→ **Problem description**
Look through the listing below and report every line that contains "limit".

···

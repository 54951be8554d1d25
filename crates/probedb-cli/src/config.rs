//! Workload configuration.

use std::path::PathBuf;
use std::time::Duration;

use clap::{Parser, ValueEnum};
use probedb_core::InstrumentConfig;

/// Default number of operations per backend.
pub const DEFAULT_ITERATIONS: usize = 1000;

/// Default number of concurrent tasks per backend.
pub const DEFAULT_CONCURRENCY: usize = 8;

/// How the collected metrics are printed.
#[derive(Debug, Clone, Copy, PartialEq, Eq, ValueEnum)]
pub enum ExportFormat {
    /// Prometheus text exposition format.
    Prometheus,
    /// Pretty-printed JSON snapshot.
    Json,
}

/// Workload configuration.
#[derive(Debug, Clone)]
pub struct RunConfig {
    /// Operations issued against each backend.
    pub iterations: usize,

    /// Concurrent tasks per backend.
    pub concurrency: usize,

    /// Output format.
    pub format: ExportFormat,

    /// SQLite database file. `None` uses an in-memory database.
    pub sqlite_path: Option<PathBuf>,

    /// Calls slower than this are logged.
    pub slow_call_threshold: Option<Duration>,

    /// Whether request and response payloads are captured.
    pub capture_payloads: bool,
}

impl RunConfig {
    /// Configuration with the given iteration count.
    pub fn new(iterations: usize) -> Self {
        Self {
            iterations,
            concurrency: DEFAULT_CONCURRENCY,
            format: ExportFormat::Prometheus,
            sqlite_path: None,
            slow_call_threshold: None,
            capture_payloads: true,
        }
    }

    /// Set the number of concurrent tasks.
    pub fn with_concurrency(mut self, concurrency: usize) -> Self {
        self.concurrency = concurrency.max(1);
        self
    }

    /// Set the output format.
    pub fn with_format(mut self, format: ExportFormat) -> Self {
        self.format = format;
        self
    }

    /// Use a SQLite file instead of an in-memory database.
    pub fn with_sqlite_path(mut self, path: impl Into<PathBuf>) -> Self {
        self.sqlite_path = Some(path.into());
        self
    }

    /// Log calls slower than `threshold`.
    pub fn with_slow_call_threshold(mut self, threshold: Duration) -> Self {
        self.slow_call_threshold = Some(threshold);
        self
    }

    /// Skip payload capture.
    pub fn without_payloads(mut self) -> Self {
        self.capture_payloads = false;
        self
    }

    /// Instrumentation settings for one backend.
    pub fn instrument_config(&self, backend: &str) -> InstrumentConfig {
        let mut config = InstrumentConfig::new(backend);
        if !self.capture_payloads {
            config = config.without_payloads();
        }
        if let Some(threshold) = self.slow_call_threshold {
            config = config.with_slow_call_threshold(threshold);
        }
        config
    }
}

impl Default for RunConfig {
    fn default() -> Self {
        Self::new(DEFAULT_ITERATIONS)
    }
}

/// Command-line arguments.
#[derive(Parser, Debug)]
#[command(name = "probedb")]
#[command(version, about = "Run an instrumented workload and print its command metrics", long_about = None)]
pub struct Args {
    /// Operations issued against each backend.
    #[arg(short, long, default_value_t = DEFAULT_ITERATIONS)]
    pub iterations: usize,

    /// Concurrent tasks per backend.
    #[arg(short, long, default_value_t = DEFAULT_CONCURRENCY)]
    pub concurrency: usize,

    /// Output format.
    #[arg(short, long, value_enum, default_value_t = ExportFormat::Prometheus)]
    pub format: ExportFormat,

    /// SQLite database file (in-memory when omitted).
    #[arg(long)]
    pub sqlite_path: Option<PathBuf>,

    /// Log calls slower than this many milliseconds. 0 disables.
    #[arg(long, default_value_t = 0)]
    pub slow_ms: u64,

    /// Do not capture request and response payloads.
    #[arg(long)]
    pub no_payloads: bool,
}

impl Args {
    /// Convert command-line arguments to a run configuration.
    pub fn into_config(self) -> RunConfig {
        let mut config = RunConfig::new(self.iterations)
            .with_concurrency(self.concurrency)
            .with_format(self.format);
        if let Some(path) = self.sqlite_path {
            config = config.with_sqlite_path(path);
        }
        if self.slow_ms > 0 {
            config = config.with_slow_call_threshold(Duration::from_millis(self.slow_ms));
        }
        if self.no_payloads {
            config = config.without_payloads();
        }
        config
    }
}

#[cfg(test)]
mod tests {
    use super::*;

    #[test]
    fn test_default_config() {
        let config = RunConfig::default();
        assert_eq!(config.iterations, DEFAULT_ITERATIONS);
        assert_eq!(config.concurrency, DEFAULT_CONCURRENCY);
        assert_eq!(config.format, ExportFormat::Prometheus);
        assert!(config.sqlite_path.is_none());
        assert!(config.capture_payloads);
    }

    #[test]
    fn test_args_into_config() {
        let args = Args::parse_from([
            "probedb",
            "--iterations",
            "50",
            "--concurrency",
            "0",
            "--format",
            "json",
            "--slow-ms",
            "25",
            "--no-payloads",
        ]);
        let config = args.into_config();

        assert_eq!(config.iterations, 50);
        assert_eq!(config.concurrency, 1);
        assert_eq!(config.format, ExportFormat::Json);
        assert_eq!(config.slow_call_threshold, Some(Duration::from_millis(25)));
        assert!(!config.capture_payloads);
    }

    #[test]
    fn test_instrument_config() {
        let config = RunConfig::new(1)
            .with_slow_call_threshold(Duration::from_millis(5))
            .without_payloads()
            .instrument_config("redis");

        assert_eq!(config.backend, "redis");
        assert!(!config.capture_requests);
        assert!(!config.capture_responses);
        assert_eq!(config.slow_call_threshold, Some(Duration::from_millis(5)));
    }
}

···

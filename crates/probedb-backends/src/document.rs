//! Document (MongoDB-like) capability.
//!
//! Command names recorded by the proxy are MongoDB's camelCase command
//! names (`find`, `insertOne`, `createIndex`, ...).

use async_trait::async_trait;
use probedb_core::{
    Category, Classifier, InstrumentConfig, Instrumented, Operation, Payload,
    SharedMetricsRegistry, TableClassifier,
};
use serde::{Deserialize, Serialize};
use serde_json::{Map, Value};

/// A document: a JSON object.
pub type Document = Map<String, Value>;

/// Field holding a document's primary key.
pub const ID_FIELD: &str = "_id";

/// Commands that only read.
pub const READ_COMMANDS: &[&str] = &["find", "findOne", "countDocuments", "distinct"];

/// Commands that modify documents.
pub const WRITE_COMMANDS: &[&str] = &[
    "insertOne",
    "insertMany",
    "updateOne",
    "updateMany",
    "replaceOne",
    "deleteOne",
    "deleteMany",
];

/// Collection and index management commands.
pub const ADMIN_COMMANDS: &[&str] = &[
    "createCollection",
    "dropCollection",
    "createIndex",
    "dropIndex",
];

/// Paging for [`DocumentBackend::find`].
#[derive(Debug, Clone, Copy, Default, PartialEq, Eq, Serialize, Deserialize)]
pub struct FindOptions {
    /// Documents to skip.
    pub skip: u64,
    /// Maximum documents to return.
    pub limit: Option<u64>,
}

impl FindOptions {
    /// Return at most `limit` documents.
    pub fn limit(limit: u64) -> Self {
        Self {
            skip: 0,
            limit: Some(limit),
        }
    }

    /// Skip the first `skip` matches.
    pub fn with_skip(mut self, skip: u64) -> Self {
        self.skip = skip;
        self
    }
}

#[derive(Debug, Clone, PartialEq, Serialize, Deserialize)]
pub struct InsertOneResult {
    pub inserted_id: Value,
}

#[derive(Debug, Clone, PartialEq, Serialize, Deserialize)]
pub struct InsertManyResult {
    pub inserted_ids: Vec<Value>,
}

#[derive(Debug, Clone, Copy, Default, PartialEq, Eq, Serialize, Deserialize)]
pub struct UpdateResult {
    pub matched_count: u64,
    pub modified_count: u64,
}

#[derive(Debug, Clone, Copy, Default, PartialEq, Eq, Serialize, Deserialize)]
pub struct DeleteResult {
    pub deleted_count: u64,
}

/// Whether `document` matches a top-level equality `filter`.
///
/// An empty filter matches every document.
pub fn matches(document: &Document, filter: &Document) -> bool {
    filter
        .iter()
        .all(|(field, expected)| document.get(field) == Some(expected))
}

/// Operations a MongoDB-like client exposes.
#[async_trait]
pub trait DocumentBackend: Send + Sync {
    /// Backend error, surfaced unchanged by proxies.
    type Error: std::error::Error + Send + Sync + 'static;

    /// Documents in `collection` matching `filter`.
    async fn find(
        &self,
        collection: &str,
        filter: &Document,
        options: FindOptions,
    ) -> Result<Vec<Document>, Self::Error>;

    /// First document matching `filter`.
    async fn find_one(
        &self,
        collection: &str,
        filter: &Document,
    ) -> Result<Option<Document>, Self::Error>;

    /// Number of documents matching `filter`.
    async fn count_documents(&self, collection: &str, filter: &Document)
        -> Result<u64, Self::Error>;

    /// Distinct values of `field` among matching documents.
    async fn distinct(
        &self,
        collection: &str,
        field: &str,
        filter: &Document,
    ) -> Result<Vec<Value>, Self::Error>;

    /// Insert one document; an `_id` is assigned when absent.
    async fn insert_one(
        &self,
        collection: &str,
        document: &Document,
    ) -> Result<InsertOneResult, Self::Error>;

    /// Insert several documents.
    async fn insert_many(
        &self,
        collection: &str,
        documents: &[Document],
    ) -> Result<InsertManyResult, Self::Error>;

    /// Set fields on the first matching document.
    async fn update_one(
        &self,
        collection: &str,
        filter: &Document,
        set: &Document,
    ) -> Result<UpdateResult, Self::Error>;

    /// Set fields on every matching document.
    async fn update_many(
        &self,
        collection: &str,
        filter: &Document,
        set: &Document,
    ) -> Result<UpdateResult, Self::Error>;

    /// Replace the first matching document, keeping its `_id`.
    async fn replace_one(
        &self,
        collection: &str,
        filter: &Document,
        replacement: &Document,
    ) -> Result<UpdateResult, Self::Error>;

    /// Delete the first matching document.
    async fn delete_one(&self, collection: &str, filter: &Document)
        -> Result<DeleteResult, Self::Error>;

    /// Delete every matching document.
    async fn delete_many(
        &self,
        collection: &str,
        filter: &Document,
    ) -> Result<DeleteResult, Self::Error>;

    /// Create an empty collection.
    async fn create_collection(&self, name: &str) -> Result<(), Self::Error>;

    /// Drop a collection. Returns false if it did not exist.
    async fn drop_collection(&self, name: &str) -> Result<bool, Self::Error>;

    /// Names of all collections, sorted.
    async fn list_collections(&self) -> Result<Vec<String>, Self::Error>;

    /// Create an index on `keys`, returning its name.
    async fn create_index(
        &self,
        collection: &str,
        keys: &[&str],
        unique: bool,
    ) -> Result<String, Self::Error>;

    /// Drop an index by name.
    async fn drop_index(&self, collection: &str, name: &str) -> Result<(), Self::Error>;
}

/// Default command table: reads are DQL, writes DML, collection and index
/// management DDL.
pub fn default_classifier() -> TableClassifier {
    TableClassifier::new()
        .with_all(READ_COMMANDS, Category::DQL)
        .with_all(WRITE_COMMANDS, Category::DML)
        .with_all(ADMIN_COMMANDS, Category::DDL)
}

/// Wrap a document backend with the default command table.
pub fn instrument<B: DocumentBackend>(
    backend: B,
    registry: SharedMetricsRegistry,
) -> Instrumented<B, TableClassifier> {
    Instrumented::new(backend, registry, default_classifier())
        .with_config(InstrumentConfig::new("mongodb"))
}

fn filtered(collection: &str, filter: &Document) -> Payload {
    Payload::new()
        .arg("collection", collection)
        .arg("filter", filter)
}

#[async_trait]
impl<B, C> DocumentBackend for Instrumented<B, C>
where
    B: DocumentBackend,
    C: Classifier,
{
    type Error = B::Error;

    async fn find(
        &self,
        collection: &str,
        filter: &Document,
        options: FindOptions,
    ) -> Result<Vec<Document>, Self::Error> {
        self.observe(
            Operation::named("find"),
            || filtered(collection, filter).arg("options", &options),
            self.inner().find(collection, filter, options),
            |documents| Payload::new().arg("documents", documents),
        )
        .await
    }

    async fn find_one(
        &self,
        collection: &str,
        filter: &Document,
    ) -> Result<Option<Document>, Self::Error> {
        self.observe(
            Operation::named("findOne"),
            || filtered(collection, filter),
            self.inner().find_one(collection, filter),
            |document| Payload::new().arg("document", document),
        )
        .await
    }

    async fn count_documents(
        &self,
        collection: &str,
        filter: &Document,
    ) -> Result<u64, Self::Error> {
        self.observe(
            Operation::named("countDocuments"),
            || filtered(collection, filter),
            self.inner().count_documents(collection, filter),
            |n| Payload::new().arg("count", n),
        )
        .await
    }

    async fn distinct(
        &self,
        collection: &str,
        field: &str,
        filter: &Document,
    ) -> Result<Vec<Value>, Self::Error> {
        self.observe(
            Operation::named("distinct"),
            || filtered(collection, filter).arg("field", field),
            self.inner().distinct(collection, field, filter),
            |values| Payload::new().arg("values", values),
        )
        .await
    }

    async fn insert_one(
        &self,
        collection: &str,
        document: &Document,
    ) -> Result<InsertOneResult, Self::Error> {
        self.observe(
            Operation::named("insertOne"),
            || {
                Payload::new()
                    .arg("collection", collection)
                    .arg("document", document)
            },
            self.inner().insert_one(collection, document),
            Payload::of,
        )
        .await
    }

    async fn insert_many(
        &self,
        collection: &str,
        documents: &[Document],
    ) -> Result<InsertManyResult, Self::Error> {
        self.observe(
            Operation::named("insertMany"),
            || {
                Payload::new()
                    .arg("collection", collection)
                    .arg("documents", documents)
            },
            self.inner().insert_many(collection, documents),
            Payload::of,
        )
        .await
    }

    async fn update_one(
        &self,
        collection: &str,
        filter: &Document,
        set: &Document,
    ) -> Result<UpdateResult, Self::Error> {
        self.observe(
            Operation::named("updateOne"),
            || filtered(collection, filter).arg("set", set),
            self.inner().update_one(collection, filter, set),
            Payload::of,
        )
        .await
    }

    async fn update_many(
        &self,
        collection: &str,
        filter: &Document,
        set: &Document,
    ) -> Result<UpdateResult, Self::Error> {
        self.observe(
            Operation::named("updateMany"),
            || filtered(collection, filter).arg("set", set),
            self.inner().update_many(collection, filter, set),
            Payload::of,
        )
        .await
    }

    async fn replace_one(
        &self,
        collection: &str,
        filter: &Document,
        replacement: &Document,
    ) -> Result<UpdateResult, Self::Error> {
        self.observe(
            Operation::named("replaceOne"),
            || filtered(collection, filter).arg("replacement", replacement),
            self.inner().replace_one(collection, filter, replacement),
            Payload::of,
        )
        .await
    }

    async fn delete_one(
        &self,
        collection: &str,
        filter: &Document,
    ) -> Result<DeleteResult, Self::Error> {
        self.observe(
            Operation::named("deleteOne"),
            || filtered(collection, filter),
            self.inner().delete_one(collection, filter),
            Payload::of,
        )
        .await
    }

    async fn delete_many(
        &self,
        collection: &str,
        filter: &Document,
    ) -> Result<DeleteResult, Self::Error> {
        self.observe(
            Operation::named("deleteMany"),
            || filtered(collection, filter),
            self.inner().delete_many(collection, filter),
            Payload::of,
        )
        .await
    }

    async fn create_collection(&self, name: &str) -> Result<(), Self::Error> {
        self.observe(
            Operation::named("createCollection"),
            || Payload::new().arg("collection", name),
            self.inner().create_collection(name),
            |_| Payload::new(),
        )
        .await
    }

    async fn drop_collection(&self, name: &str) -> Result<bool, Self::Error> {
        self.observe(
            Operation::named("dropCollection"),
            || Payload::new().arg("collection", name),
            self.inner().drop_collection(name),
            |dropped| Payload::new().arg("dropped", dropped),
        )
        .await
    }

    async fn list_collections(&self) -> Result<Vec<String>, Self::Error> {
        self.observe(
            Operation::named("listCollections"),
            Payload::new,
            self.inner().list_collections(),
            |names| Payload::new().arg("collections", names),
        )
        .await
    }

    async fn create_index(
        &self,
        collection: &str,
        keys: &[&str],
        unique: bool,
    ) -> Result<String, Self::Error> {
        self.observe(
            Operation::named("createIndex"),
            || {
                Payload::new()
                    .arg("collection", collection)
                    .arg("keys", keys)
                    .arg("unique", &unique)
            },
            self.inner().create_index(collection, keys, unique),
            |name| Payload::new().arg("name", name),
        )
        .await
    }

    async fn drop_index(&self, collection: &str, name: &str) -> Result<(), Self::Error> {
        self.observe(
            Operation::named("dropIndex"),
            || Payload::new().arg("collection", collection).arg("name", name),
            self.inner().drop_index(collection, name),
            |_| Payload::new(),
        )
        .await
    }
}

···

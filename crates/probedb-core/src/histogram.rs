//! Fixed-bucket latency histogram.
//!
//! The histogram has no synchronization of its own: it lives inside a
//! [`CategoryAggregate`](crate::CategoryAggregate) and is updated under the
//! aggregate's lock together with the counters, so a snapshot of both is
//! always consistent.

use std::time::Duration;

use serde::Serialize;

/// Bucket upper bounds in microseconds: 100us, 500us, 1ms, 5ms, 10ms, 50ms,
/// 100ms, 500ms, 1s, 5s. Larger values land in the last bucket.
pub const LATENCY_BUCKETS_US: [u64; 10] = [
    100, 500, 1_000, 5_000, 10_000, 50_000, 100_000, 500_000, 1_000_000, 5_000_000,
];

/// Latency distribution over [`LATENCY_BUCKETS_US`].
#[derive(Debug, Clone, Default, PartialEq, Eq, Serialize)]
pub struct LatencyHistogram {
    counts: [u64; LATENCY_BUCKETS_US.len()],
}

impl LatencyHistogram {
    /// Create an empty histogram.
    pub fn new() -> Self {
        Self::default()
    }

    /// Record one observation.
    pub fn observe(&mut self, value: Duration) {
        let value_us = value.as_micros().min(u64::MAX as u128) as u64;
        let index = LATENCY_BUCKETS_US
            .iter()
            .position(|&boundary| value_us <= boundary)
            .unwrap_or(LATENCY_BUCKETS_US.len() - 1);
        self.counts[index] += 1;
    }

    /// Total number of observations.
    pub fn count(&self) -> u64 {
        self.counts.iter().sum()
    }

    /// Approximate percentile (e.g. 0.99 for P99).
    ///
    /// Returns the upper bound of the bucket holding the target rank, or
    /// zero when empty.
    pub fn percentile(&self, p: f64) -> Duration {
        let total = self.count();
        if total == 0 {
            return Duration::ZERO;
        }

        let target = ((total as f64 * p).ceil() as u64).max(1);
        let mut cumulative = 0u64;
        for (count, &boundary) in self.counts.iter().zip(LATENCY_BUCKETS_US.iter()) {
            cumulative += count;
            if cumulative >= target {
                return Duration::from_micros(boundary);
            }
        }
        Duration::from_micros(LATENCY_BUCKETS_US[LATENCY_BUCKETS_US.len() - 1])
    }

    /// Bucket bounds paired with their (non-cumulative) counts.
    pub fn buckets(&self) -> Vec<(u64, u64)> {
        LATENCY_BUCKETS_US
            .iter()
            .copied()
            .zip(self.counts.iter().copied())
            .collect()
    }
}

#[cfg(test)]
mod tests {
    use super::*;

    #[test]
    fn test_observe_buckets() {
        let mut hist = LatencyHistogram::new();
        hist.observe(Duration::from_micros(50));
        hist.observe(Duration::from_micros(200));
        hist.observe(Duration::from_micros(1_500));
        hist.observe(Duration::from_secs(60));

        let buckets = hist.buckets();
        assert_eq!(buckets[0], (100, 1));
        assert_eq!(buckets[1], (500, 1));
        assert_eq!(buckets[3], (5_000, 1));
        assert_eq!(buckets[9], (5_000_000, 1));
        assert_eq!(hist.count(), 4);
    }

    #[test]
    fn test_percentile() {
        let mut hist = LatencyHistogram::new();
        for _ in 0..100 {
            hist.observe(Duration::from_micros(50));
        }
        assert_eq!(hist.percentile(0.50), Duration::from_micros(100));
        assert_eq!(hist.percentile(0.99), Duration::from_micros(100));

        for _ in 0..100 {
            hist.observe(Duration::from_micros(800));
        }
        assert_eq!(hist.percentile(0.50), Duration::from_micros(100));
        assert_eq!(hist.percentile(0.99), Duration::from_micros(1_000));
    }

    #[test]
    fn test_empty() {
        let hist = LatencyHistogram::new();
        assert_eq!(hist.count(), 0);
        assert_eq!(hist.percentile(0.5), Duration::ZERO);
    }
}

···

→ **Written response**
    pub limit: Option<u64>,
    /// Return at most `limit` documents.
    pub fn limit(limit: u64) -> Self {
            limit: Some(limit),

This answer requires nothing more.